Two things that do not seem to go together. Two things that make me, and I am sure other women and men out there, feel so good for all the right, and maybe all the wrong in the latter cases, reasons.

I find, that in my life, I am constantly battling myself between good and bad decisions when it comes to fitness and healthy eating. I have all the best intentions, sometimes. I make smart decisions, sometimes. I may indulge in dessert a little more than sometimes. I think about wanting to work out more than I actually work out. I excitedly thumb through various fitness apps for my ipad or phone that count calories, map out and calculate my distance ran, or suggest healthy alternative eating plans.

 When it come down to it, my real, most deep rooted "healthy living obstacle," is that I LOVE sweets. I don't want to give up sweets and I don't know if I ever could. I've gone through periods in my life where I've given up fried foods or other various salty enemies, but to be completely honest, other than a donut craving from time to time, it wasn't all that hard for me. It wasn't a real challenge like completely giving up sweets would be. The thought alone is completely daunting.

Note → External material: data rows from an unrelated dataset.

use reqwest::multipart;
use scanomalycore::records::{DeleteRequest, PersistedResult, Prediction, SaveRequest};
use scanomalycore::ApiError;

/// Typed client for the prediction and persistence endpoints.
///
/// Each operation is a single request/response exchange with no retry. A
/// transport failure, a non-success status or an undecodable body all map to
/// that operation's [`ApiError`] variant; nothing here mutates client-held
/// state.
#[derive(Debug, Clone)]
pub struct Gateway {
    client: reqwest::Client,
    base_url: String,
}

impl Gateway {
    pub fn new(base_url: &str) -> Self {
        Self {
            client: reqwest::Client::new(),
            base_url: base_url.trim_end_matches('/').to_string(),
        }
    }

    fn endpoint(&self, path: &str) -> String {
        format!("{}/{path}", self.base_url)
    }

    /// Uploads a scan image and returns its classification.
    pub async fn predict(&self, file_name: String, bytes: Vec<u8>) -> Result<Prediction, ApiError> {
        let form = multipart::Form::new().part(
            "image",
            multipart::Part::bytes(bytes).file_name(file_name),
        );
        let response = self
            .client
            .post(self.endpoint("predict"))
            .multipart(form)
            .send()
            .await
            .map_err(|err| ApiError::Prediction(err.to_string()))?;
        if !response.status().is_success() {
            return Err(ApiError::Prediction(response.status().to_string()));
        }
        response
            .json::<Prediction>()
            .await
            .map_err(|err| ApiError::Prediction(err.to_string()))
    }

    /// Persists the current prediction. The heatmap travels in data-URI form;
    /// the service strips the prefix before storing the binary body.
    pub async fn save(&self, request: SaveRequest) -> Result<(), ApiError> {
        let response = self
            .client
            .post(self.endpoint("save"))
            .json(&request)
            .send()
            .await
            .map_err(|err| ApiError::Save(err.to_string()))?;
        if !response.status().is_success() {
            return Err(ApiError::Save(response.status().to_string()));
        }
        response
            .json::<serde_json::Value>()
            .await
            .map(|_| ())
            .map_err(|err| ApiError::Save(err.to_string()))
    }

    /// Fetches every saved result, in the order the service returns them.
    pub async fn list_all(&self) -> Result<Vec<PersistedResult>, ApiError> {
        let response = self
            .client
            .get(self.endpoint("getall"))
            .send()
            .await
            .map_err(|err| ApiError::Fetch(err.to_string()))?;
        if !response.status().is_success() {
            return Err(ApiError::Fetch(response.status().to_string()));
        }
        response
            .json::<Vec<PersistedResult>>()
            .await
            .map_err(|err| ApiError::Fetch(err.to_string()))
    }

    /// Deletes a batch of saved results. All-or-nothing: on failure the
    /// caller must treat the entire batch as still present.
    pub async fn delete_many(&self, ids: Vec<i64>) -> Result<(), ApiError> {
        let response = self
            .client
            .post(self.endpoint("delete"))
            .json(&DeleteRequest { ids })
            .send()
            .await
            .map_err(|err| ApiError::Delete(err.to_string()))?;
        if !response.status().is_success() {
            return Err(ApiError::Delete(response.status().to_string()));
        }
        response
            .json::<serde_json::Value>()
            .await
            .map(|_| ())
            .map_err(|err| ApiError::Delete(err.to_string()))
    }
}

Give up sweets? You're joking. You mean, like no cookies, not even if they're from Trader Joes? Because if they're from Trader Joes, that means they're healthier than other cookies, right? If I buy organic pop tarts then I can eat both in the little silver package without feeling any guilt, right? No, no, no, see, this ice cream is from Whole Foods. It's made with organic reduced fat milk. Totally different. Now where'd my spoon go?

These are the thoughts that spin through my sugar addicted brain on a regular basis.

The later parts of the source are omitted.